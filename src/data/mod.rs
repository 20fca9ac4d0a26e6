//! Data module - CSV loading, cleaning and typed records

mod cleaner;
mod loader;
mod record;

pub use cleaner::{DataCleaner, UNIX_EPOCH_DAYS_FROM_CE};
pub use loader::DataLoader;
pub use record::{Area, Observation, ObservationTable, YearMonth};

- [EXERCISE BRIEF] The answer must consist of every entry, set down exactly as given.

- [SOLUTION TO THIS TASK]
filename src/data/mod.rs
repository 20fca9ac4d0a26e6
//! Data module - CSV loading, cleaning and typed records

mod cleaner;
mod loader;
mod record;

pub use cleaner::{DataCleaner, UNIX_EPOCH_DAYS_FROM_CE};
pub use loader::DataLoader;
pub use record::{Area, Observation, ObservationTable, YearMonth};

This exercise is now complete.